▶ [EXERCISE BRIEF]:
Please report every line in the material below where the word "turns" is found.

───── DATA PROVIDED ─────

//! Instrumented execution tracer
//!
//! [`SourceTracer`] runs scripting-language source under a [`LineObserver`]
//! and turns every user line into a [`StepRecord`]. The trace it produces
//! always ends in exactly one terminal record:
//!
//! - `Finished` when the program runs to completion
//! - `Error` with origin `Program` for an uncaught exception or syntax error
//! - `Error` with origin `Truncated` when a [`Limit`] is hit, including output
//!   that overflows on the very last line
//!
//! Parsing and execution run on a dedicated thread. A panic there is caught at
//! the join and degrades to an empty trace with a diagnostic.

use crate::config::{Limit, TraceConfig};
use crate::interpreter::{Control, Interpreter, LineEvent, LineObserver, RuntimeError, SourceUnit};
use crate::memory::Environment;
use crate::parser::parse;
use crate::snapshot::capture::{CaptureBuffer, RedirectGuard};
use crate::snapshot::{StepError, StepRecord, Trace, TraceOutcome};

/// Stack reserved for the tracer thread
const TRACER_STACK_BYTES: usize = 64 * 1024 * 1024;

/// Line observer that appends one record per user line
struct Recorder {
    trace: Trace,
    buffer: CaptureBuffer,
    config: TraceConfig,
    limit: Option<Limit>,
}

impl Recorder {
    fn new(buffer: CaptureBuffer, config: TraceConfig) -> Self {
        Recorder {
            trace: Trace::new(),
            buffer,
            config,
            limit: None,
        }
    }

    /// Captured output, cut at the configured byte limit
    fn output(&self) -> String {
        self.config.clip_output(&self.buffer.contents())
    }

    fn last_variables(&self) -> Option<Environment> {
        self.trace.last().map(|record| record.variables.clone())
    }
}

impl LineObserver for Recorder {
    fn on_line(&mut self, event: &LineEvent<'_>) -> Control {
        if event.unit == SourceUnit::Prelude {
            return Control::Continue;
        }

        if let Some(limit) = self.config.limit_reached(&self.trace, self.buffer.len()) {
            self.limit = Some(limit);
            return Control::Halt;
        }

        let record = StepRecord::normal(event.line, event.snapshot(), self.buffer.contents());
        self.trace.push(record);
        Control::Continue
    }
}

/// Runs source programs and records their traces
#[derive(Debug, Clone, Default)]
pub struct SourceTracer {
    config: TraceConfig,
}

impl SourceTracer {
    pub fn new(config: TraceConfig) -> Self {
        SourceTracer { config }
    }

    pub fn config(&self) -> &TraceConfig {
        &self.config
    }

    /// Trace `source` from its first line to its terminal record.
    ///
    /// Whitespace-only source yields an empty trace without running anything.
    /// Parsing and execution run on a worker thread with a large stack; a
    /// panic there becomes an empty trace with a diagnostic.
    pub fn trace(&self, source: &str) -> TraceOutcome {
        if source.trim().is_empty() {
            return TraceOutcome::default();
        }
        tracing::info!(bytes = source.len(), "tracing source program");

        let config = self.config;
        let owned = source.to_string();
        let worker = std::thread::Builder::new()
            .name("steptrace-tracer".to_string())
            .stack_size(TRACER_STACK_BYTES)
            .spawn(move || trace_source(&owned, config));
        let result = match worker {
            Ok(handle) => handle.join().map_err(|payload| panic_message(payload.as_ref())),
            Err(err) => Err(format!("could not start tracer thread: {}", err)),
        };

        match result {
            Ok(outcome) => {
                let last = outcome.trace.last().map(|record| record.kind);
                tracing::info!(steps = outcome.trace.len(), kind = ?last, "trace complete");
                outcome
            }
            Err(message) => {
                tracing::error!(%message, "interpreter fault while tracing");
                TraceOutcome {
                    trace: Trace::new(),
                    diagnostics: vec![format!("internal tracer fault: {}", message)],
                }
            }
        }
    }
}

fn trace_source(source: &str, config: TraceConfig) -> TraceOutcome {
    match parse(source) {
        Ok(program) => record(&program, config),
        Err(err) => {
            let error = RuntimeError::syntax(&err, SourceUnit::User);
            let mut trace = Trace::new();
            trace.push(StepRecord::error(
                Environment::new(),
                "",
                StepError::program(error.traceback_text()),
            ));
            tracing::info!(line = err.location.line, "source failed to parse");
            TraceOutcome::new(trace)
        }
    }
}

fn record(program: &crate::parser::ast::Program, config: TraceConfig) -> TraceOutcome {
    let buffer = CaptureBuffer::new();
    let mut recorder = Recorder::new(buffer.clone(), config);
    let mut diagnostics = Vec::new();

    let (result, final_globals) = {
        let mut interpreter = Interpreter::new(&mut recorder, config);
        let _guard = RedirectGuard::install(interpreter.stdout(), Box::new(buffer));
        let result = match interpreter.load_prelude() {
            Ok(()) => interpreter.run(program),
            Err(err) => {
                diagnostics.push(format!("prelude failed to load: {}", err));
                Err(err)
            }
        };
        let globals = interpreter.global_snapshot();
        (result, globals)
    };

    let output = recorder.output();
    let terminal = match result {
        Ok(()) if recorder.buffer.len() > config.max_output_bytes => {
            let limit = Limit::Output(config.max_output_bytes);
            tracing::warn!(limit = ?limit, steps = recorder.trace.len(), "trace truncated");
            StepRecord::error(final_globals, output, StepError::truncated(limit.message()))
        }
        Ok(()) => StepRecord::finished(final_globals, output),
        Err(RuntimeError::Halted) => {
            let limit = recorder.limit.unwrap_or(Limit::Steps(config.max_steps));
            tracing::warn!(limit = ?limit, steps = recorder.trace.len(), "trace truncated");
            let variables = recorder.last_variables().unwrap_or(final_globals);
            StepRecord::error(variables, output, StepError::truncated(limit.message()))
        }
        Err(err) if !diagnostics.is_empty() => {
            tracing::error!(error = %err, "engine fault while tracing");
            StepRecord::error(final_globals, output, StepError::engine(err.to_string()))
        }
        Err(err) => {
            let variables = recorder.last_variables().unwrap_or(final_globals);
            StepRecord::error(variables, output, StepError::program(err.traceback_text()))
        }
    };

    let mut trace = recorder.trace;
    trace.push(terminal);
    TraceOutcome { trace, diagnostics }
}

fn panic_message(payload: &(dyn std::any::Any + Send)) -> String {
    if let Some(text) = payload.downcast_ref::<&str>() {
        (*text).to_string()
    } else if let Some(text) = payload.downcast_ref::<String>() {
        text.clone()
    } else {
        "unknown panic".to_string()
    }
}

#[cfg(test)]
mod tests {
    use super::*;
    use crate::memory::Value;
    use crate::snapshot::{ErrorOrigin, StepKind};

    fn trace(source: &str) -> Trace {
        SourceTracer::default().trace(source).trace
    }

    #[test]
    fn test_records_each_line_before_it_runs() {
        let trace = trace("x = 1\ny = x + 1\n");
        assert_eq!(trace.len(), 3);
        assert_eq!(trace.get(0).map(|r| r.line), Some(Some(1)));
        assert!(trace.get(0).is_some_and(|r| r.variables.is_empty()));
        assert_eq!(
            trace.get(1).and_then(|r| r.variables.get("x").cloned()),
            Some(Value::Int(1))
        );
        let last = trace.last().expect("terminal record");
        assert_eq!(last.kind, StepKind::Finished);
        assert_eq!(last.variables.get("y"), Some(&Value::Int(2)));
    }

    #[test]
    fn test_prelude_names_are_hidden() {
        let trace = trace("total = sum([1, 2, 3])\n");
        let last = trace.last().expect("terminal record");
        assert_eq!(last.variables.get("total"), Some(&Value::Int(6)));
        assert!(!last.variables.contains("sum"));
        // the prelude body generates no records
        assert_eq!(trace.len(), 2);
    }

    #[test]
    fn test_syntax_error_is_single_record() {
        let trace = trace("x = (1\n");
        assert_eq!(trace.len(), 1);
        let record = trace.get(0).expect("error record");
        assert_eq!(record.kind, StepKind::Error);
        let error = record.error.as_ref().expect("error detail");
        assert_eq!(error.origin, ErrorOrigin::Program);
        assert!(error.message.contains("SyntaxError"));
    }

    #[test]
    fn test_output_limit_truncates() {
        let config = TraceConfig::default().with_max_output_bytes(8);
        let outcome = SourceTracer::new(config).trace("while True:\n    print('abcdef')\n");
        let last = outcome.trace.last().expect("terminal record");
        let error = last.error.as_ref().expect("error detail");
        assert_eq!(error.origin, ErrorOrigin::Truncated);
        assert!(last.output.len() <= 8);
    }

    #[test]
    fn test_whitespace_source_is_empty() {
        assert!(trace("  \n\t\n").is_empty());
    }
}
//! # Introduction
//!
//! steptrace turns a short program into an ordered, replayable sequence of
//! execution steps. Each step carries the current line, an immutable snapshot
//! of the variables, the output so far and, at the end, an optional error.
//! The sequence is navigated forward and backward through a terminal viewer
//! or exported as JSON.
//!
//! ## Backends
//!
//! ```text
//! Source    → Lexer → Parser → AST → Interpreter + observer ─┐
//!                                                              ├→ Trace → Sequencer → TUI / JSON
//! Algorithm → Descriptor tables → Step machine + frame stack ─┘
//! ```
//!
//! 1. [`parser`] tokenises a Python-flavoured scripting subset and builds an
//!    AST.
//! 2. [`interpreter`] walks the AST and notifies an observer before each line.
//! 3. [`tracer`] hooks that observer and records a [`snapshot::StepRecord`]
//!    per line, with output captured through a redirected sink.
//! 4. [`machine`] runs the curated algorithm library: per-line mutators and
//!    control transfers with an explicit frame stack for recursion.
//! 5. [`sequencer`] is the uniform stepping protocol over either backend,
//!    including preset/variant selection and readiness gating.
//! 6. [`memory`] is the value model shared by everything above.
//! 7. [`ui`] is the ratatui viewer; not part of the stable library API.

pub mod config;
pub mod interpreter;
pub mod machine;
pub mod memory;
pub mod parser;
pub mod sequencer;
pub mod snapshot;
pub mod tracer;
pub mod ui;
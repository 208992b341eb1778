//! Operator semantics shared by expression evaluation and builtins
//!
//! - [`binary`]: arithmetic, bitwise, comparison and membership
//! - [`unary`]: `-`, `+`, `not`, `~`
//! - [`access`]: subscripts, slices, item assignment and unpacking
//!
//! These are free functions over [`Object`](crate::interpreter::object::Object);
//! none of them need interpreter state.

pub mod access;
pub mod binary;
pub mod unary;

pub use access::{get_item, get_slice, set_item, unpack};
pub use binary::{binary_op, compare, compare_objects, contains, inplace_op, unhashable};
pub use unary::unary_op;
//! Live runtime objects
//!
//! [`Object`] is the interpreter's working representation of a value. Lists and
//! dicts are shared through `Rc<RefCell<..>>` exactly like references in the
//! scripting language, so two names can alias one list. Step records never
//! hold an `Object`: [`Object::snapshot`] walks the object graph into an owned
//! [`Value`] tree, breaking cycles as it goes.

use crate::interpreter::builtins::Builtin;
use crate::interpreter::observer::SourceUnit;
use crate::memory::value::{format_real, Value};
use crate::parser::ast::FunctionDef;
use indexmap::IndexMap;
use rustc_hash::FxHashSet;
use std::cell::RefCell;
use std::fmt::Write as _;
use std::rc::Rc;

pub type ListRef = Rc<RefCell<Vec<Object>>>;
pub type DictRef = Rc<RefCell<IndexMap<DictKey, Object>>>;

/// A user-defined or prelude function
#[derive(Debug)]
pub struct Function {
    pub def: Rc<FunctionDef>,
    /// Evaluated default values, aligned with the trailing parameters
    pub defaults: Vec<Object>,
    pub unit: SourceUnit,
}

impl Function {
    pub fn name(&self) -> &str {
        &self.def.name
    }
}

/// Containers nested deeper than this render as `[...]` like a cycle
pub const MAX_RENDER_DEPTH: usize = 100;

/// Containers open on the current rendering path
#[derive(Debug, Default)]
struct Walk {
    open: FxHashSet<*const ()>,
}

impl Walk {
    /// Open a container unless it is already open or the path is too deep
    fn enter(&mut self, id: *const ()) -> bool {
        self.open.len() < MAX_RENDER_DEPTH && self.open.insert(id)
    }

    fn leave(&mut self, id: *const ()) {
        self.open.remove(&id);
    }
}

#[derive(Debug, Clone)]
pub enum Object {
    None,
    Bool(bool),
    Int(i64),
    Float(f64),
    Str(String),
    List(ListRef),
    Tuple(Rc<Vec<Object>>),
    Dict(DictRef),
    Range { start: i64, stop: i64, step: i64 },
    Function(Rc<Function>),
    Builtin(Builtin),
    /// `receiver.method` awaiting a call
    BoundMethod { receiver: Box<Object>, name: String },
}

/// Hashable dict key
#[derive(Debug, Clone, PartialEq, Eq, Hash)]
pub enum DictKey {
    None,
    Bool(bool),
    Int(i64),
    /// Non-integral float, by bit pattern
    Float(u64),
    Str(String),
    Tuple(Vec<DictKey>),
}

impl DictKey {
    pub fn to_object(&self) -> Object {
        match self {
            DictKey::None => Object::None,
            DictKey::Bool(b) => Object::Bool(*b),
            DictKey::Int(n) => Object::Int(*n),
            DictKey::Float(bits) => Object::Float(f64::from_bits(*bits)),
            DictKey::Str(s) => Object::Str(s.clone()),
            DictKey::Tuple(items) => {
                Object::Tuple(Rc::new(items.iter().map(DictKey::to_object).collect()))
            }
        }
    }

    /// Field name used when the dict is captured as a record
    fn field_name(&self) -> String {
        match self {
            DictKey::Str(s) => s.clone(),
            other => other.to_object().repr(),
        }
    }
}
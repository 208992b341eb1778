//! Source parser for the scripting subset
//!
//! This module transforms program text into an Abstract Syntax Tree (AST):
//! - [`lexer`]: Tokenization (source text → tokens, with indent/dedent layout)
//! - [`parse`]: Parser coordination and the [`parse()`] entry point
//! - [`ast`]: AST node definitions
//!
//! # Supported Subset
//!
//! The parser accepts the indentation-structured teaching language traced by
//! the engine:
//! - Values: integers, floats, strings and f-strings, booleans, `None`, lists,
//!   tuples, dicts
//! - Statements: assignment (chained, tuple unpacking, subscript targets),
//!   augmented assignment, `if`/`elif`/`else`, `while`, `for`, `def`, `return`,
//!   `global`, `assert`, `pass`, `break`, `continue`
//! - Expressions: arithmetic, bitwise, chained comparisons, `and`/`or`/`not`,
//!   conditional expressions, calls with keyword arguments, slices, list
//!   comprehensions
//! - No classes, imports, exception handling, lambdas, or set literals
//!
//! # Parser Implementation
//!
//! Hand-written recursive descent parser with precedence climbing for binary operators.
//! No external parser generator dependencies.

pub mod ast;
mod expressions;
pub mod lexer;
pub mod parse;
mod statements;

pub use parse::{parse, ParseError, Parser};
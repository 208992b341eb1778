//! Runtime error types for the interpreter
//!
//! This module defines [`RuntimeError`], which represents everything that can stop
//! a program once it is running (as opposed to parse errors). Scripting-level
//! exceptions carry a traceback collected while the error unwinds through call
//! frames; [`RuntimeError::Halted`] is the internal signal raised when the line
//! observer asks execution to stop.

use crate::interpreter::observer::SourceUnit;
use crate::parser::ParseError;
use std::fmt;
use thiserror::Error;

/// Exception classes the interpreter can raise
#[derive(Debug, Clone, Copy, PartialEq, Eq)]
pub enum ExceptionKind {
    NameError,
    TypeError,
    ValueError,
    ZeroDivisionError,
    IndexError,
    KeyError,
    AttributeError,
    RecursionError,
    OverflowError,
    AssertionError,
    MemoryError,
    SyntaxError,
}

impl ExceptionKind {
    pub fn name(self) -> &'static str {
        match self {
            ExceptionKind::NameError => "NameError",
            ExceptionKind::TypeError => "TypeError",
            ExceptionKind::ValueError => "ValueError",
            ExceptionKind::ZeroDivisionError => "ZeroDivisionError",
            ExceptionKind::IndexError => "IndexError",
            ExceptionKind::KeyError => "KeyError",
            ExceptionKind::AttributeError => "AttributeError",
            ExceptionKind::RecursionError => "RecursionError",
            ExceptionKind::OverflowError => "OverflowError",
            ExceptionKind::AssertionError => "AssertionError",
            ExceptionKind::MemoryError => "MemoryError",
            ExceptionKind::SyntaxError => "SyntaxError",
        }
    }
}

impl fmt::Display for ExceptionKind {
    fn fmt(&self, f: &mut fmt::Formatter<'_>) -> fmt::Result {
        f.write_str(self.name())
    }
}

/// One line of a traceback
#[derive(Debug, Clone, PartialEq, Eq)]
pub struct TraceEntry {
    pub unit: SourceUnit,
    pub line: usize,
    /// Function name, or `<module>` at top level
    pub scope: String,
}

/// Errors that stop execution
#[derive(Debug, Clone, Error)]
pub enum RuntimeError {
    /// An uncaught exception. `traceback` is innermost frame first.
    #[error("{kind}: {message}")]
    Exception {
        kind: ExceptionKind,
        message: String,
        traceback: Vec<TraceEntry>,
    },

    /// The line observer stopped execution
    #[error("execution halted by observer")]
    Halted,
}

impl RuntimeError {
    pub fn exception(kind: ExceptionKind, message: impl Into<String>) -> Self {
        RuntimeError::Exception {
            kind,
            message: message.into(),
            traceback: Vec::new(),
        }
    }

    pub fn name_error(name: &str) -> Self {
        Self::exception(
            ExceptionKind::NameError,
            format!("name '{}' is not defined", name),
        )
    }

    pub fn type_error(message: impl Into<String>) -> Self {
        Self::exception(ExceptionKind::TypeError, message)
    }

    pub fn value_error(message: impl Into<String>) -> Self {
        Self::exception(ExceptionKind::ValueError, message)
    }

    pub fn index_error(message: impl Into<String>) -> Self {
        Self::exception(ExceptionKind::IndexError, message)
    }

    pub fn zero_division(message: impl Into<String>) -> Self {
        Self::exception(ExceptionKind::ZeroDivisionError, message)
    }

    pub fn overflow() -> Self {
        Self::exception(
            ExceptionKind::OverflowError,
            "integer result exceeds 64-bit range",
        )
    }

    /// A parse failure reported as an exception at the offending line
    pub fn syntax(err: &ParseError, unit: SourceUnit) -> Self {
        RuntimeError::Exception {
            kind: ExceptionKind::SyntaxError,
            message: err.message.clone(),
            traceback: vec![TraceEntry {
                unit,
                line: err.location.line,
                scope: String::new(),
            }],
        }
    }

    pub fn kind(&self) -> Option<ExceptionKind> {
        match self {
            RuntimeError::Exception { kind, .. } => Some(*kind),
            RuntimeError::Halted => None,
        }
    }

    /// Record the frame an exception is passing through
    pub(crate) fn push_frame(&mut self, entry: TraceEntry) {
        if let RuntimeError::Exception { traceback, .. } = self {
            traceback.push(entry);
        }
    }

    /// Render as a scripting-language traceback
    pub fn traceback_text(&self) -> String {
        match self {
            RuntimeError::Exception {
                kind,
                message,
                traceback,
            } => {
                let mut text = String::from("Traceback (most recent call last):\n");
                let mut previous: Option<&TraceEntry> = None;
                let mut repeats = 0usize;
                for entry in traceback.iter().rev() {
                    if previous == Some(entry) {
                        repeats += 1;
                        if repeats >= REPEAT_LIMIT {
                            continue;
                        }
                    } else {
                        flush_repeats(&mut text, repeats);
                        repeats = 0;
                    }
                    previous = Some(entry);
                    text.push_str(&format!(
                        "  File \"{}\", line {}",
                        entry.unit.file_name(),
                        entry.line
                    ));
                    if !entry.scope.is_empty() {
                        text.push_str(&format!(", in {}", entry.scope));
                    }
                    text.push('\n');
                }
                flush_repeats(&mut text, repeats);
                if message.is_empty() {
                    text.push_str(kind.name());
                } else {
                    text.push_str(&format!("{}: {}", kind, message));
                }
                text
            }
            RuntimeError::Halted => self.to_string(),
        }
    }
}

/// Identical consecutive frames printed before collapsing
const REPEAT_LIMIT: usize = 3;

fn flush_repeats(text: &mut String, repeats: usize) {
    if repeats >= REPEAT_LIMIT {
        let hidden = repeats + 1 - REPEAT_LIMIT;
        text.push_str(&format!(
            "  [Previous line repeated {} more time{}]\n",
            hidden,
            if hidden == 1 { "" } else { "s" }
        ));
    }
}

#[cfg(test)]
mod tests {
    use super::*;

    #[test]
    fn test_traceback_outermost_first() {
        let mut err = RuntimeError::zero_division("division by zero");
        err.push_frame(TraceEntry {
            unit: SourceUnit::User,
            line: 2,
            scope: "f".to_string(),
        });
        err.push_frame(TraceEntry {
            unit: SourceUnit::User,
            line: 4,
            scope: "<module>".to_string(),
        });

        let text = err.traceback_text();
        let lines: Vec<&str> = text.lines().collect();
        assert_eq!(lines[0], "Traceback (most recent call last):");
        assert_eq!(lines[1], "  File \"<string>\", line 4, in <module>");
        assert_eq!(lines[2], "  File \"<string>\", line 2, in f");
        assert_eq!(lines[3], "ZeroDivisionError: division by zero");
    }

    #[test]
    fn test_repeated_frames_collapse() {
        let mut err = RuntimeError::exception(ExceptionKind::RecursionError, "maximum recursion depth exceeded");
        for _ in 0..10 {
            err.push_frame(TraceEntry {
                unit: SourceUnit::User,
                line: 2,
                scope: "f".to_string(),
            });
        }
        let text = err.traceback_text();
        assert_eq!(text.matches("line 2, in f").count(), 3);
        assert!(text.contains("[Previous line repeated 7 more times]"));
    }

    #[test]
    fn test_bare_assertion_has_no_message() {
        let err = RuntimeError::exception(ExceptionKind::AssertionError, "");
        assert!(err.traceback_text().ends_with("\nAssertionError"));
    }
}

─────

▶ [RESPONSE FOR THIS EXERCISE]:
//! and turns every user line into a [`StepRecord`]. The trace it produces
//! steptrace turns a short program into an ordered, replayable sequence of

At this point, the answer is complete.